Jarki was founded on March 18, 2017, during a meeting of several Basque militants in Arrieta. Initially, the newly established organization had a presence only in Bizkaia and Álava, and it consisted of around 20 members. Therefore, before going public, the organization spent two years organizing, networking, and establishing itself.

Although Jarki's public presentation was originally planned for 2020, it was brought forward to the 2019 Gudari Eguna (Day of the Soldier). In preparation for this, the organization launched a campaign across the Basque Country in August, using posters and banners, and organized an event for Gudari Eguna, which it has continued to do annually since its inception.
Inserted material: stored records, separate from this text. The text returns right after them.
//! Order placement against a real database.
//!
//! Requires `PostgreSQL` with the pgvector extension at `DATABASE_URL`.

use axum::body::Body;
use axum::http::{Request, StatusCode, header};
use lasu_mart_api::db::{CartRepository, NotificationRepository, ProductRepository, format_embedding};
use lasu_mart_api::models::{CurrentUser, MAX_LINE_QUANTITY, NewProduct};
use lasu_mart_api::services::embeddings::EMBEDDING_DIMENSIONS;
use lasu_mart_api::services::orders::{self, OrderError};
use lasu_mart_core::{DeliveryStatus, PaymentMethod, ProductId};
use lasu_mart_integration_tests::TestApp;
use tower::ServiceExt;

async fn list_product(app: &TestApp, vendor: &CurrentUser, name: &str, price: &str) -> ProductId {
    let product = NewProduct {
        product_name: name.to_string(),
        price: price.parse().expect("valid price"),
        category: None,
        description: format!("{name} for testing"),
    };
    ProductRepository::new(app.pool())
        .create(
            &vendor.uid,
            &product,
            &format_embedding(&vec![0.1; EMBEDDING_DIMENSIONS]),
            &[],
        )
        .await
        .expect("create product")
}

#[tokio::test]
#[ignore = "Requires PostgreSQL"]
async fn test_placing_orders_consumes_the_whole_cart() {
    let app = TestApp::connect().await;
    let (vendor, _) = app.create_user("vendor", true).await;
    let (buyer, _) = app.create_user("buyer", false).await;

    let rice = list_product(&app, &vendor, "Rice", "4500").await;
    let beans = list_product(&app, &vendor, "Beans", "3000").await;

    let carts = CartRepository::new(app.pool());
    carts.add(&buyer.uid, rice, None, 2).await.expect("add rice");
    carts.add(&buyer.uid, beans, Some("5kg"), 1).await.expect("add beans");
    carts.add(&buyer.uid, rice, None, 1).await.expect("add more rice");

    let placed = orders::place(app.pool(), &buyer.uid, "Hall 3", PaymentMethod::OnDelivery)
        .await
        .expect("orders placed");

    assert_eq!(placed.len(), 2);
    assert!(placed.iter().all(|o| o.delivery_status == DeliveryStatus::Pending));
    let rice_order = placed
        .iter()
        .find(|o| o.product_id == Some(rice))
        .expect("rice order");
    assert_eq!(rice_order.quantity_ordered, 3);
    assert_eq!(carts.count(&buyer.uid).await.expect("count"), 0);

    let notifications = NotificationRepository::new(app.pool())
        .list(&vendor.uid)
        .await
        .expect("notifications");
    assert_eq!(notifications.len(), 1);
    assert_eq!(notifications[0].message, "You have 2 new orders");
}

#[tokio::test]
#[ignore = "Requires PostgreSQL"]
async fn test_rejected_placement_leaves_cart_untouched() {
    let app = TestApp::connect().await;
    let (vendor, _) = app.create_user("vendor", true).await;
    let (buyer, _) = app.create_user("buyer", false).await;
    let rice = list_product(&app, &vendor, "Rice", "4500").await;

    let carts = CartRepository::new(app.pool());
    carts.add(&buyer.uid, rice, None, 1).await.expect("add rice");

    let err = orders::place(app.pool(), &buyer.uid, "   ", PaymentMethod::OnDelivery)
        .await
        .expect_err("blank address");
    assert!(matches!(err, OrderError::MissingAddress));
    assert_eq!(carts.count(&buyer.uid).await.expect("count"), 1);
}

/// Make every notification for vendors named `display_name` fail.
async fn reject_notifications_for(app: &TestApp, display_name: &str) {
    let function = format!(
        r"
        CREATE OR REPLACE FUNCTION reject_test_notifications() RETURNS trigger
        LANGUAGE plpgsql AS $$
        BEGIN
            IF EXISTS (
                SELECT 1 FROM users
                WHERE user_id = NEW.user_id AND display_name = '{display_name}'
            ) THEN
                RAISE EXCEPTION 'notification rejected';
            END IF;
            RETURN NEW;
        END
        $$
        "
    );
    sqlx::raw_sql(&function)
        .execute(app.pool())
        .await
        .expect("create trigger function");
    sqlx::raw_sql(
        r"
        CREATE OR REPLACE TRIGGER reject_test_notifications
        BEFORE INSERT ON notifications
        FOR EACH ROW EXECUTE FUNCTION reject_test_notifications()
        ",
    )
    .execute(app.pool())
    .await
    .expect("create trigger");
}

#[tokio::test]
#[ignore = "Requires PostgreSQL"]
async fn test_failure_after_inserting_orders_rolls_everything_back() {
    let app = TestApp::connect().await;
    let (vendor, _) = app.create_user("failing-vendor", true).await;
    let (buyer, _) = app.create_user("buyer", false).await;
    reject_notifications_for(&app, "failing-vendor").await;

    let rice = list_product(&app, &vendor, "Rice", "4500").await;
    let beans = list_product(&app, &vendor, "Beans", "3000").await;
    let carts = CartRepository::new(app.pool());
    carts.add(&buyer.uid, rice, None, 2).await.expect("add rice");
    carts.add(&buyer.uid, beans, None, 1).await.expect("add beans");

    let err = orders::place(app.pool(), &buyer.uid, "Hall 3", PaymentMethod::OnDelivery)
        .await
        .expect_err("notification insert fails");
    assert!(matches!(err, OrderError::Repository(_)));

    let placed: i64 = sqlx::query_scalar("SELECT COUNT(*) FROM orders WHERE user_id = $1")
        .bind(buyer.uid.as_str())
        .fetch_one(app.pool())
        .await
        .expect("count orders");
    assert_eq!(placed, 0);

    let cart = carts.list(&buyer.uid).await.expect("cart");
    assert_eq!(cart.len(), 2);
    let rice_line = cart.iter().find(|l| l.product_id == rice).expect("rice line");
    assert_eq!(rice_line.quantity, 2);
}

#[tokio::test]
#[ignore = "Requires PostgreSQL"]
async fn test_cart_quantity_is_capped() {
    let app = TestApp::connect().await;
    let (vendor, _) = app.create_user("vendor", true).await;
    let (buyer, _) = app.create_user("buyer", false).await;
    let rice = list_product(&app, &vendor, "Rice", "4500").await;

    let carts = CartRepository::new(app.pool());
    for _ in 0..3 {
        carts
            .add(&buyer.uid, rice, None, MAX_LINE_QUANTITY)
            .await
            .expect("add stays within the cap");
    }

    let cart = carts.list(&buyer.uid).await.expect("cart");
    assert_eq!(cart.len(), 1);
    assert_eq!(cart[0].quantity, MAX_LINE_QUANTITY);
}

#[tokio::test]
#[ignore = "Requires PostgreSQL"]
async fn test_empty_cart_places_nothing() {
    let app = TestApp::connect().await;
    let (buyer, _) = app.create_user("buyer", false).await;

    let placed = orders::place(app.pool(), &buyer.uid, "Hall 3", PaymentMethod::Paystack)
        .await
        .expect("empty cart is fine");
    assert!(placed.is_empty());
}

#[tokio::test]
#[ignore = "Requires PostgreSQL"]
async fn test_only_the_buyer_can_cancel() {
    let app = TestApp::connect().await;
    let (vendor, _) = app.create_user("vendor", true).await;
    let (buyer, _) = app.create_user("buyer", false).await;
    let (_, stranger_token) = app.create_user("stranger", false).await;
    let rice = list_product(&app, &vendor, "Rice", "4500").await;

    CartRepository::new(app.pool())
        .add(&buyer.uid, rice, None, 1)
        .await
        .expect("add rice");
    let placed = orders::place(app.pool(), &buyer.uid, "Hall 3", PaymentMethod::OnDelivery)
        .await
        .expect("placed");
    let order_id = placed[0].order_id;

    let response = app
        .router
        .clone()
        .oneshot(
            Request::builder()
                .method("DELETE")
                .uri(format!("/orders/user/{order_id}"))
                .header(header::AUTHORIZATION, format!("Bearer {stranger_token}"))
                .body(Body::empty())
                .expect("valid request"),
        )
        .await
        .expect("router is infallible");
    assert_eq!(response.status(), StatusCode::FORBIDDEN);

    let cancelled = orders::cancel(app.pool(), order_id, &buyer.uid)
        .await
        .expect("buyer cancels");
    assert_eq!(cancelled.delivery_status, DeliveryStatus::Cancelled);
}

#[tokio::test]
#[ignore = "Requires PostgreSQL"]
async fn test_only_the_vendor_can_advance_status() {
    let app = TestApp::connect().await;
    let (vendor, _) = app.create_user("vendor", true).await;
    let (buyer, _) = app.create_user("buyer", false).await;
    let rice = list_product(&app, &vendor, "Rice", "4500").await;

    CartRepository::new(app.pool())
        .add(&buyer.uid, rice, None, 1)
        .await
        .expect("add rice");
    let placed = orders::place(app.pool(), &buyer.uid, "Hall 3", PaymentMethod::OnDelivery)
        .await
        .expect("placed");
    let order_id = placed[0].order_id;

    let err = orders::update_status(app.pool(), order_id, &buyer.uid, DeliveryStatus::Active)
        .await
        .expect_err("buyer is not the vendor");
    assert!(matches!(err, OrderError::Forbidden));

    let order = orders::update_status(app.pool(), order_id, &vendor.uid, DeliveryStatus::Active)
        .await
        .expect("vendor advances");
    assert_eq!(order.delivery_status, DeliveryStatus::Active);
}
In December of the same year, Jarki led a campaign against the Spanish constitution, culminating in a demonstration in Durango on December 6. Jarki organized a second demonstration concerning the situation caused by the COVID-19 pandemic in Gasteiz on July 18 2020.

At the beginning of 2020, Jarki, together with Eusko Ekintza and Bultza Herri Ekimena, agreed on the foundations for the creation of the Jardun Koordinadora. Later, the grassroots movement Askatasun Haizea from Busturialdea also joined the coordination process. The public presentation of the Jardun Koordinadora took place during the Albertia Eguna on August 15 of that same year. However, in February 2021, Eusko Ekintza announced via social media that it would no longer participate in the coordination body.